If you know what has been revealed so far it should not be difficult to engage
with some degree of seriousness at the issues at hand without immediately
resorting to strawmen.

------
daveloyall
Update: Over the weekend, I encountered some guy at a store who probably
doesn't read HN. He believed that Google was deliberately filtering out WL for
political/conspiracy reasons.

When I explained the automated malware protection (Safe Browsing or whatever
the call it), he accepted that explanation (I had him at "emails have
viruses") but he countered that "google filtered out wikileaks last time".

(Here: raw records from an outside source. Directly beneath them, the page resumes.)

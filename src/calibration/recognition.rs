// Device recognition - static load signature catalog
//
// Recognition is a linear first-match scan in declaration order. Ranges may
// overlap, in which case the earlier entry shadows the later one.

use std::fmt::Write;

use serde::Serialize;

use crate::error::CalibrationError;

/// A known load signature
#[derive(Debug, Clone, PartialEq, Serialize)]
pub struct DeviceProfile {
    pub min_current: f32,
    pub max_current: f32,
    pub typical_current: f32,
    pub name: String,
    /// Per-device weight applied to recognition confidence
    pub confidence_boost: f32,
}

impl DeviceProfile {
    pub fn new(min: f32, max: f32, typical: f32, name: &str, confidence_boost: f32) -> Self {
        Self {
            min_current: min,
            max_current: max,
            typical_current: typical,
            name: name.to_string(),
            confidence_boost,
        }
    }

    pub fn contains(&self, current_amps: f32) -> bool {
        current_amps >= self.min_current && current_amps <= self.max_current
    }

    /// `1 - |measured - typical| / (max - min)`
    pub fn match_quality(&self, current_amps: f32) -> f32 {
        let span = self.max_current - self.min_current;
        if span <= 0.0 {
            return 1.0;
        }
        1.0 - (current_amps - self.typical_current).abs() / span
    }
}

/// Result of scoring a reading against the catalog
#[derive(Debug, Clone, PartialEq, Serialize)]
pub struct Recognition {
    pub profile: DeviceProfile,
    pub match_quality: f32,
    pub confidence: f32,
    /// Confidence exceeded the acceptance threshold
    pub accepted: bool,
}

/// Device catalog; entries can be appended but never removed
#[derive(Debug, Clone)]
pub struct DeviceCatalog {
    profiles: Vec<DeviceProfile>,
}

impl DeviceCatalog {
    /// Catalog of common household loads
    pub fn stock() -> Self {
        Self {
            profiles: vec![
                DeviceProfile::new(0.4, 0.7, 0.5, "60W Incandescent Bulb", 1.2),
                DeviceProfile::new(0.8, 1.2, 1.0, "100W Incandescent Bulb", 1.2),
                DeviceProfile::new(4.0, 6.0, 5.0, "Hair Dryer Low Setting", 1.5),
                DeviceProfile::new(10.0, 15.0, 12.5, "Hair Dryer High Setting", 1.5),
                DeviceProfile::new(8.0, 12.0, 10.0, "Space Heater", 1.3),
                DeviceProfile::new(12.0, 16.0, 14.0, "Microwave Oven", 1.4),
                DeviceProfile::new(6.0, 10.0, 8.0, "Coffee Maker", 1.1),
                DeviceProfile::new(0.1, 0.3, 0.2, "LED Strip/Small Electronics", 0.8),
                DeviceProfile::new(2.0, 4.0, 3.0, "Laptop/Monitor", 0.9),
                DeviceProfile::new(0.02, 0.1, 0.05, "Phone Charger/Standby", 0.5),
            ],
        }
    }

    pub fn profiles(&self) -> &[DeviceProfile] {
        &self.profiles
    }

    pub fn len(&self) -> usize {
        self.profiles.len()
    }

    pub fn is_empty(&self) -> bool {
        self.profiles.is_empty()
    }

    /// First profile whose range contains `current_amps`
    pub fn recognize(&self, current_amps: f32) -> Option<&DeviceProfile> {
        self.profiles.iter().find(|p| p.contains(current_amps))
    }

    /// Score a reading; `None` when no profile matches
    pub fn assess(&self, current_amps: f32, sensitivity: f32, threshold: f32) -> Option<Recognition> {
        let profile = self.recognize(current_amps)?;
        let match_quality = profile.match_quality(current_amps);
        let confidence = match_quality * profile.confidence_boost * sensitivity;
        Some(Recognition {
            profile: profile.clone(),
            match_quality,
            confidence,
            accepted: confidence > threshold,
        })
    }

    /// Append a user-defined profile with neutral confidence boost
    pub fn add_custom(
        &mut self,
        min: f32,
        max: f32,
        typical: f32,
        name: &str,
    ) -> Result<(), CalibrationError> {
        if !(min.is_finite() && max.is_finite()) || min < 0.0 || max <= min {
            return Err(CalibrationError::InvalidParameter {
                name: "profile_range",
                value: max - min,
            });
        }
        if !(min..=max).contains(&typical) {
            return Err(CalibrationError::InvalidParameter {
                name: "typical_current",
                value: typical,
            });
        }

        self.profiles
            .push(DeviceProfile::new(min, max, typical, name, 1.0));
        log::info!(
            "[Recognition] Added custom device '{}' ({:.2}-{:.2}A, typ {:.2}A)",
            name,
            min,
            max,
            typical
        );
        Ok(())
    }

    /// Human-readable listing, one profile per line
    pub fn listing(&self) -> String {
        let mut out = String::from("Known devices:\n");
        for p in &self.profiles {
            let _ = writeln!(
                out,
                "  {}: {:.1}-{:.1}A (typ: {:.1}A)",
                p.name, p.min_current, p.max_current, p.typical_current
            );
        }
        out
    }
}

impl Default for DeviceCatalog {
    fn default() -> Self {
        Self::stock()
    }
}

#[cfg(test)]
mod tests {
    use super::*;

    #[test]
    fn test_first_match_in_declaration_order() {
        let catalog = DeviceCatalog::stock();
        let profile = catalog.recognize(5.5).unwrap();
        assert_eq!(profile.name, "Hair Dryer Low Setting");
        assert!((profile.match_quality(5.5) - 0.75).abs() < 1e-6);

        // 12.0 sits in Hair Dryer High, Space Heater and Microwave; the first wins
        assert_eq!(catalog.recognize(12.0).unwrap().name, "Hair Dryer High Setting");
    }

    #[test]
    fn test_no_match_outside_all_ranges() {
        let catalog = DeviceCatalog::stock();
        assert!(catalog.recognize(1.5).is_none());
        assert!(catalog.recognize(50.0).is_none());
        assert!(catalog.assess(1.5, 0.7, 0.9).is_none());
    }

    #[test]
    fn test_confidence_gating() {
        let catalog = DeviceCatalog::stock();

        let exact = catalog.assess(5.0, 0.7, 0.9).unwrap();
        assert!((exact.match_quality - 1.0).abs() < 1e-6);
        assert!((exact.confidence - 1.05).abs() < 1e-5);
        assert!(exact.accepted);

        let off = catalog.assess(5.5, 0.7, 0.9).unwrap();
        assert!((off.confidence - 0.7875).abs() < 1e-5);
        assert!(!off.accepted);
    }

    #[test]
    fn test_add_custom_profile_appends() {
        let mut catalog = DeviceCatalog::stock();
        let before = catalog.len();
        catalog.add_custom(20.0, 25.0, 22.0, "Welder").unwrap();
        assert_eq!(catalog.len(), before + 1);

        let welder = catalog.recognize(22.0).unwrap();
        assert_eq!(welder.name, "Welder");
        assert_eq!(welder.confidence_boost, 1.0);
    }

    #[test]
    fn test_add_custom_profile_rejects_bad_ranges() {
        let mut catalog = DeviceCatalog::stock();
        assert!(catalog.add_custom(5.0, 4.0, 4.5, "Backwards").is_err());
        assert!(catalog.add_custom(1.0, 2.0, 3.0, "Outside").is_err());
        assert_eq!(catalog.len(), DeviceCatalog::stock().len());
    }

    #[test]
    fn test_listing_format() {
        let listing = DeviceCatalog::stock().listing();
        assert!(listing.starts_with("Known devices:\n"));
        assert!(listing.contains("  Hair Dryer Low Setting: 4.0-6.0A (typ: 5.0A)\n"));
        assert_eq!(listing.lines().count(), 11);
    }
}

This concludes today's observation from IRL.

------
fixermark
"Current Status: Not dangerous."

Did this change in the intervening (clock-check) 4 hours, or is there some
definition of dangerous I'm missing?

------
retox
Andrew Simpson was possibly the first to report. Comes very soon after DNC
email leak.
[https://twitter.com/Andrewmd5/status/756529847762087936](https://twitter.com/Andrewmd5/status/756529847762087936)

------
rocketgoldstar
WikiLeaks has a well documented history of knowingly distributing malware.
Dates back years at this point.

------
jusob
[https://www.google.com/transparencyreport/safebrowsing/diagn...](https://www.google.com/transparencyreport/safebrowsing/diagnostic/#url=wikileaks.org)

------
smoyer
As of approximately 1000 EDT (US) on 07/23/2016, the link above gives the
status of wikileaks.org as "Not Dangerous".

------
miliefsky
WikiLeaks.org is NOT SERVING MALWARE today. I validated this against 210
malware URL block lists with over 2.4m domains loaded in real-time in our
NetSHIELD appliances. www.snoopwall.com Gary Miliefsky, CEO

------
miliefsky
WikiLeaks is not serving malware. I checked it today. Gary Miliefsky, CEO,
www.snoopwall.com - sounds like someone wants you to NOT VISIT WikiLeaks.

------
seoguru
I am not getting the warning on my browser chrome 52.0.2743.82 beta

------
mjwilliams
It says "not dangerous"

------
faddat
Well, in that case, they probably really are working for Killary.

Damn, I thought google was one of the good guys.

------
prashant10
actually it doesnt anymore...

------
MooBah
Welp, GJ - Google Changed it back.

------
MooBah
yelp - looks google changed it back. GJ Thread!